ECONOMICS & TRADE —- When the bloc launched its “Global Gateway” initiative on 1 December, it was pitched as a greener and more transparent alternative to China’s “Belt and Road”. The Global Gateway, a €300 billion infrastructure spending plan, is the EU’s contribution to narrowing the global investment gap worldwide that also aims to boost EU’s supply chains and trade across the world. It’s no coincidence that the European Commission announced the initiative the day after a major China-Africa summit ended in Dakar, Senegal, highlighting the contrast in approach. Africa could certainly use the investment that also aspires to support a green and digital transition around the world. While the African Development Bank (ADB) estimates the continent’s infrastructure needs at €115–150 billion a year, African experts are skeptical of the EU offer.

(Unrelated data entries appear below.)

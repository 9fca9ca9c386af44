//! A spatially explicit, stochastic epidemic simulator.
//!
//! Agents, each belonging to one demographic *strata*, walk on a toroidal grid shared with
//! fixed obstacles. Every tick each occupant acts once, in a fresh random order: an agent
//! steps to a random empty neighboring cell, may catch the infection from its infected
//! neighbors according to a strata-by-strata contact matrix, and advances through
//! susceptible, infected, recovered and dead. Vaccination, per-strata fatality and waning
//! immunity are configured through [`Parameters`].
//!
//! The central object of a simulation is the [`Context`]. Every component keeps its state in
//! a data plugin on the context and exposes its behavior as an extension trait:
//!
//! * [`ContextSimulationExt`] builds the grid and the population from `Parameters`.
//! * [`ContextSchedulerExt`] advances the simulation one tick at a time, or runs it to
//!   completion.
//! * [`ContextMetricsExt`] produces per-tick population counts and the CSV metrics report.
//! * [`ContextRenderExt`] lists what a viewer needs to draw each occupied cell.
//!
//! All randomness comes from named streams derived from a single seed, so two runs with the
//! same parameters and seed produce the same counts at every tick.
//!
//! ```
//! use gridemic::prelude::*;
//!
//! let mut context = gridemic::simulation::new(Parameters::default(), 42).unwrap();
//! context.add_plan(20, Context::shutdown);
//! context.execute().unwrap();
//! let last = context.snapshot_history().last().unwrap();
//! assert_eq!(last.population_size(), 240);
//! ```
pub mod agent;
pub mod contact_matrix;
pub mod context;
pub mod error;
pub mod grid;
pub mod hashing;
mod health;
pub mod log;
pub mod metrics;
mod movement;
pub mod obstacle;
pub mod occupant;
pub mod parameters;
pub mod plan;
pub mod population;
pub mod random;
pub mod render;
pub mod report;
pub mod runner;
pub mod scheduler;
pub mod simulation;
pub mod transmission;

pub use context::Context;
pub use error::SimError;
pub use hashing::{HashMap, HashSet};
pub use metrics::ContextMetricsExt;
pub use parameters::Parameters;
pub use render::ContextRenderExt;
pub use scheduler::ContextSchedulerExt;
pub use simulation::ContextSimulationExt;

// Re-exports for use by the macros
pub use csv;
pub use paste;
pub use rand;

pub mod prelude;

While China has built bridges, roads and dams during its 20-year-engagement with Africa, they say, the EU has brought more red tape and a lecture. “Who listens and understands the context in which African countries are operating is going to be the better development partner,” says Ovigwe Eguegu, a Nigerian policy adviser at consultancy Development Reimagined, adding that “the EU is the one that doesn’t listen. … In a way, the EU coming up with the global gateway is acknowledging that China got development in Africa right.” According to Faten Aggad, a former advisor to the African Union’s high representative on Africa-EU negotiations, “China’s financing is through loans but at least it’s on the table. As things are, China will certainly remain a much more attractive partner. The EU will need to up its offer if it’s to be truly relevant.” A latest survey by Afrobarometer, a pan-African, independent, non-partisan research network that measures public attitudes on economic, political, and social matters on the continent, has shown that 59% of respondents think China’s economic and political influence is mostly positive – compared with 46% for former colonial powers.